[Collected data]
== == ==

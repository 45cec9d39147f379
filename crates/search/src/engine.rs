//! Query side of codemap: loads the persisted artifacts once and answers every request
//! against them.

use crate::bm25::KeywordIndex;
use crate::config::{QueryConfig, VectorMode};
use crate::documents::CorpusBuilder;
use crate::error::{Result, SearchError};
use crate::hybrid::{HybridSearch, SearchHit};
use crate::vector::{InMemoryVectorIndex, SemanticSearch, StubEmbedder};
use codemap_graph::{
    find_entry_file, load_dependency_map, load_graph, ArtifactPaths, CodeGraph, ContextBundle,
    ContextExpander, DependencyMap, DiagramGenerator, FlowTrace, FlowTracer, GraphNode,
    NodeKind,
};
use codemap_indexer::{module_name_for, FileScanner, Role, SourceReader};
use serde::Serialize;
use std::fmt::Write as _;
use std::path::Path;
use std::sync::Arc;

/// Upper bound on [`QueryEngine::lookup`] results
pub const LOOKUP_LIMIT: usize = 10;

/// Neighbours listed per direction by [`QueryEngine::node_info`]
pub const NODE_INFO_NEIGHBORS: usize = 10;

/// Modules listed by [`QueryEngine::overview`]
pub const OVERVIEW_MODULES: usize = 8;

/// Characters of the README shown in the overview
pub const README_CHAR_LIMIT: usize = 2000;

/// Lines of the project file tree shown in the overview
pub const FILE_TREE_LIMIT: usize = 100;

#[derive(Debug, Clone, PartialEq, Serialize)]
pub struct LookupResult {
    pub symbol: String,
    pub ids: Vec<String>,
}

impl LookupResult {
    pub fn render(&self) -> String {
        if self.ids.is_empty() {
            return format!("No exact matches found for '{}'.", self.symbol);
        }
        let mut out = format!("Found '{}' in these locations:\n", self.symbol);
        out.push_str(&self.ids.join("\n"));
        out
    }
}

/// Metadata and direct neighbours of one node
#[derive(Debug, Clone, PartialEq, Serialize)]
pub struct NodeInfo {
    pub id: String,
    pub kind: NodeKind,
    #[serde(skip_serializing_if = "Option::is_none")]
    pub role: Option<Role>,
    #[serde(skip_serializing_if = "Option::is_none")]
    pub file: Option<String>,
    pub definition_line: usize,
    pub importance: f64,
    #[serde(skip_serializing_if = "Vec::is_empty")]
    pub inherits_from: Vec<String>,
    pub calls: Vec<String>,
    pub called_by: Vec<String>,
}

impl NodeInfo {
    pub fn render(&self) -> String {
        let mut out = String::new();
        let _ = writeln!(out, "id: {}", self.id);
        let _ = writeln!(out, "type: {}", self.kind);
        if let Some(role) = self.role {
            let _ = writeln!(out, "role: {role}");
        }
        if let Some(file) = &self.file {
            let _ = writeln!(out, "file: {file}");
        }
        let _ = writeln!(out, "definition_line: {}", self.definition_line);
        let _ = writeln!(out, "importance: {:.4}", self.importance);
        if !self.inherits_from.is_empty() {
            let _ = writeln!(out, "inherits_from: [{}]", self.inherits_from.join(", "));
        }
        let _ = writeln!(out, "calls: [{}]", self.calls.join(", "));
        let _ = write!(out, "called_by: [{}]", self.called_by.join(", "));
        out
    }
}

#[derive(Debug, Clone, PartialEq, Serialize)]
pub struct CoreModule {
    pub id: String,
    #[serde(skip_serializing_if = "Option::is_none")]
    pub file: Option<String>,
    pub importance: f64,
}

/// Head of the README nearest the project root
#[derive(Debug, Clone, PartialEq, Serialize)]
pub struct ReadmeExcerpt {
    pub path: String,
    pub content: String,
    pub truncated: bool,
}

/// Project outline: README, most central modules, entry point and file tree
#[derive(Debug, Clone, PartialEq, Serialize)]
pub struct Overview {
    #[serde(skip_serializing_if = "Option::is_none")]
    pub readme: Option<ReadmeExcerpt>,
    pub core_modules: Vec<CoreModule>,
    #[serde(skip_serializing_if = "Option::is_none")]
    pub entry_file: Option<String>,
    #[serde(skip_serializing_if = "Option::is_none")]
    pub entry_node: Option<String>,
    pub file_tree: Vec<String>,
}

impl Overview {
    pub fn render(&self) -> String {
        let mut out = String::new();
        match &self.readme {
            Some(readme) => {
                let _ = write!(out, "README ({}):\n{}", readme.path, readme.content);
                if readme.truncated {
                    out.push_str("\n... [Truncated] ...");
                }
                out.push_str("\n\n");
            }
            None => out.push_str("README: Not found in repository.\n\n"),
        }

        if self.core_modules.is_empty() {
            out.push_str("CORE FILES: Graph not available or no high-gravity files found.\n");
        } else {
            out.push_str("CORE FILES (Most heavily referenced):\n");
            for module in &self.core_modules {
                let _ = writeln!(out, "  - {} (Importance: {:.4})", module.id, module.importance);
            }
        }
        match (&self.entry_file, &self.entry_node) {
            (Some(file), Some(node)) => {
                let _ = write!(out, "\nEntry point: {file} (starts at {node})");
            }
            (Some(file), None) => {
                let _ = write!(out, "\nEntry point: {file}");
            }
            _ => out.push_str("\nEntry point: not found"),
        }

        if !self.file_tree.is_empty() {
            out.push_str("\n\nPROJECT FILE TREE:\n");
            out.push_str(&self.file_tree.join("\n"));
        }
        out
    }
}

/// Loaded artifacts plus the project sources they describe
pub struct QueryEngine {
    graph: CodeGraph,
    deps: DependencyMap,
    reader: SourceReader,
    scanner: FileScanner,
    search: HybridSearch,
    config: QueryConfig,
}

impl QueryEngine {
    /// Load the graph, dependency map and keyword index. Any absent artifact fails the
    /// whole open with [`SearchError::MissingArtifact`].
    pub async fn open(root: impl AsRef<Path>, paths: &ArtifactPaths, config: QueryConfig) -> Result<Self> {
        config.validate().map_err(SearchError::Other)?;

        let graph = load_graph(paths).await?;
        let deps = load_dependency_map(paths).await?;
        let keyword = KeywordIndex::load(&paths.keyword_index()).await?;
        let reader = SourceReader::new(root);

        let semantic = match config.vector {
            VectorMode::None => None,
            VectorMode::Stub => {
                let documents = CorpusBuilder::new(&graph, &reader, &deps).vector_documents();
                let embedder = StubEmbedder::default();
                let index = InMemoryVectorIndex::build(&embedder, &documents).await?;
                Some(SemanticSearch::new(Arc::new(embedder), Arc::new(index)))
            }
        };

        log::info!(
            "Query engine ready: {} nodes, {} edges, {} keyword documents",
            graph.node_count(),
            graph.edge_count(),
            keyword.len()
        );

        Ok(Self::from_parts(graph, deps, reader, keyword, semantic, config))
    }

    /// Assemble an engine from already loaded parts, e.g. to plug in an external vector
    /// provider
    pub fn from_parts(
        graph: CodeGraph,
        deps: DependencyMap,
        reader: SourceReader,
        keyword: KeywordIndex,
        semantic: Option<SemanticSearch>,
        config: QueryConfig,
    ) -> Self {
        let search = HybridSearch::new(keyword, semantic, config.search.clone());
        let scanner = FileScanner::new(reader.root(), config.indexer.clone());
        Self {
            graph,
            deps,
            reader,
            scanner,
            search,
            config,
        }
    }

    pub fn graph(&self) -> &CodeGraph {
        &self.graph
    }

    pub fn dependency_map(&self) -> &DependencyMap {
        &self.deps
    }

    pub fn config(&self) -> &QueryConfig {
        &self.config
    }

    pub async fn search(&self, query: &str, limit: usize) -> Result<Vec<SearchHit>> {
        self.search.search(query, limit).await
    }

    pub fn expand(&self, id: &str) -> Result<ContextBundle> {
        let expander = ContextExpander::new(&self.graph, &self.reader, self.config.expand.clone());
        Ok(expander.expand(id)?)
    }

    pub fn trace_flow(&self, start: &str, depth: Option<usize>) -> Result<FlowTrace> {
        let depth = depth.unwrap_or(self.config.flow.max_depth);
        Ok(FlowTracer::new(&self.graph, &self.deps).trace(start, depth)?)
    }

    pub fn generate_diagram(&self, ids: &[String], depth: Option<usize>) -> Result<String> {
        Ok(DiagramGenerator::new(&self.graph, self.config.diagram.clone()).generate(ids, depth)?)
    }

    /// Keyword-only search for an exact symbol
    pub fn lookup(&self, symbol: &str) -> Result<LookupResult> {
        let symbol = symbol.trim();
        if symbol.is_empty() {
            return Err(SearchError::EmptyQuery);
        }

        let ids = self
            .search
            .keyword()
            .search(symbol, LOOKUP_LIMIT)
            .into_iter()
            .map(|(id, _)| id)
            .collect();
        Ok(LookupResult {
            symbol: symbol.to_string(),
            ids,
        })
    }

    pub fn node_info(&self, id: &str) -> Result<NodeInfo> {
        let idx = self.graph.resolve(id)?;
        let node = self
            .graph
            .get_node(idx)
            .ok_or_else(|| codemap_graph::GraphError::NodeNotFound(id.to_string()))?;

        let ids = |indices: Vec<_>| -> Vec<String> {
            indices
                .into_iter()
                .filter_map(|i| self.graph.get_node(i).map(|n| n.id.clone()))
                .take(NODE_INFO_NEIGHBORS)
                .collect()
        };

        Ok(NodeInfo {
            id: node.id.clone(),
            kind: node.kind,
            role: node.role,
            file: node.file.clone(),
            definition_line: node.start_line,
            importance: node.importance_score,
            inherits_from: self.base_ids(node),
            calls: ids(self.graph.successors(idx)),
            called_by: ids(self.graph.predecessors(idx)),
        })
    }

    pub fn overview(&self) -> Overview {
        let core_modules = self
            .graph
            .modules_by_importance()
            .into_iter()
            .take(OVERVIEW_MODULES)
            .map(|node| CoreModule {
                id: node.id.clone(),
                file: node.file.clone(),
                importance: node.importance_score,
            })
            .collect();

        let entry_file = find_entry_file(&self.graph, &self.reader);
        let entry_node = entry_file
            .as_deref()
            .and_then(|file| FlowTracer::new(&self.graph, &self.deps).entry_node(file));

        Overview {
            readme: self.readme(),
            core_modules,
            entry_file,
            entry_node,
            file_tree: self.scanner.file_tree(FILE_TREE_LIMIT),
        }
    }

    /// Numbered lines of a project file; see [`SourceReader::read_file`]
    pub fn read_file(&self, path: &str, start: usize, end: Option<usize>) -> Result<String> {
        Ok(self.reader.read_file(path, start, end)?)
    }

    /// Flow trace starting at the detected entry point
    pub fn trace_entry_flow(&self, depth: Option<usize>) -> Result<FlowTrace> {
        let start = self.entry_node()?;
        self.trace_flow(&start, depth)
    }

    /// Mermaid rendering of a flow trace; without `start` the entry point is used
    pub fn flow_diagram(&self, start: Option<&str>, depth: Option<usize>) -> Result<String> {
        let trace = match start {
            Some(start) => self.trace_flow(start, depth)?,
            None => self.trace_entry_flow(depth)?,
        };
        Ok(trace.to_mermaid())
    }

    fn readme(&self) -> Option<ReadmeExcerpt> {
        let path = self.scanner.find_readme()?;
        let text = match self.reader.read(&path) {
            Ok(text) => text,
            Err(e) => {
                log::warn!("README found at {path} but could not be read: {e}");
                return None;
            }
        };

        let mut chars = text.chars();
        let content: String = chars.by_ref().take(README_CHAR_LIMIT).collect();
        Some(ReadmeExcerpt {
            path,
            content,
            truncated: chars.next().is_some(),
        })
    }

    /// Class bases as node ids where the class is defined in the same module, otherwise as
    /// written
    fn base_ids(&self, node: &GraphNode) -> Vec<String> {
        let module = node.file.as_deref().map(module_name_for);
        node.bases
            .iter()
            .map(|base| {
                module
                    .iter()
                    .map(|m| format!("{m}.{base}"))
                    .chain(std::iter::once(base.clone()))
                    .find_map(|candidate| self.graph.node_by_id(&candidate).map(|n| n.id.clone()))
                    .unwrap_or_else(|| base.clone())
            })
            .collect()
    }

    fn entry_node(&self) -> Result<String> {
        let no_entry = || SearchError::Other("Project analysis failed: no entry point found.".to_string());
        let file = find_entry_file(&self.graph, &self.reader).ok_or_else(no_entry)?;
        FlowTracer::new(&self.graph, &self.deps)
            .entry_node(&file)
            .ok_or_else(no_entry)
    }
}
use std::collections::HashSet;

/// Names in Python's `builtins` namespace: functions, types and exceptions.
///
/// Calls whose short name is in this set (and whose receiver was not imported) are not
/// turned into external nodes. Methods of built-in types are not included, so
/// `client.get(url)` stays an external call.
#[derive(Debug, Clone)]
pub struct BuiltinNames {
    names: HashSet<&'static str>,
}

impl BuiltinNames {
    pub fn python() -> Self {
        let names = FUNCTIONS
            .iter()
            .chain(TYPES)
            .chain(EXCEPTIONS)
            .copied()
            .collect();
        Self { names }
    }

    pub fn empty() -> Self {
        Self {
            names: HashSet::new(),
        }
    }

    pub fn contains(&self, name: &str) -> bool {
        self.names.contains(name)
    }

    pub fn len(&self) -> usize {
        self.names.len()
    }

    pub fn is_empty(&self) -> bool {
        self.names.is_empty()
    }
}

impl Default for BuiltinNames {
    fn default() -> Self {
        Self::python()
    }
}

const FUNCTIONS: &[&str] = &[
    "abs", "aiter", "all", "anext", "any", "ascii", "bin", "breakpoint", "callable", "chr",
    "compile", "delattr", "dir", "divmod", "enumerate", "eval", "exec", "filter", "format",
    "getattr", "globals", "hasattr", "hash", "help", "hex", "id", "input", "isinstance",
    "issubclass", "iter", "len", "locals", "map", "max", "min", "next", "oct", "open", "ord",
    "pow", "print", "repr", "reversed", "round", "setattr", "sorted", "sum", "super", "vars",
    "zip", "__import__", "exit", "quit",
];

const TYPES: &[&str] = &[
    "bool", "bytearray", "bytes", "classmethod", "complex", "dict", "float", "frozenset", "int",
    "list", "memoryview", "object", "property", "range", "set", "slice", "staticmethod", "str",
    "tuple", "type", "NotImplemented", "Ellipsis",
];

const EXCEPTIONS: &[&str] = &[
    "ArithmeticError", "AssertionError", "AttributeError", "BaseException",
    "BlockingIOError", "BrokenPipeError", "BufferError", "ChildProcessError",
    "ConnectionAbortedError", "ConnectionError", "ConnectionRefusedError",
    "ConnectionResetError", "DeprecationWarning", "EOFError", "EnvironmentError", "Exception",
    "FileExistsError", "FileNotFoundError", "FloatingPointError", "GeneratorExit", "IOError",
    "ImportError", "IndentationError", "IndexError", "InterruptedError", "IsADirectoryError",
    "KeyError", "KeyboardInterrupt", "LookupError", "MemoryError", "ModuleNotFoundError",
    "NameError", "NotADirectoryError", "NotImplementedError", "OSError", "OverflowError",
    "PermissionError", "ProcessLookupError", "RecursionError", "ReferenceError",
    "RuntimeError", "RuntimeWarning", "StopAsyncIteration", "StopIteration", "SyntaxError",
    "SystemError", "SystemExit", "TabError", "TimeoutError", "TypeError", "UnboundLocalError",
    "UnicodeDecodeError", "UnicodeEncodeError", "UnicodeError", "UserWarning", "ValueError",
    "Warning", "ZeroDivisionError",
];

== == ==

** What you should do **
Each line in the records above that contains the word "root" must be copied.

** Answer section **
/// Head of the README nearest the project root
    pub async fn open(root: impl AsRef<Path>, paths: &ArtifactPaths, config: QueryConfig) -> Result<Self> {
        let reader = SourceReader::new(root);
        let scanner = FileScanner::new(reader.root(), config.indexer.clone());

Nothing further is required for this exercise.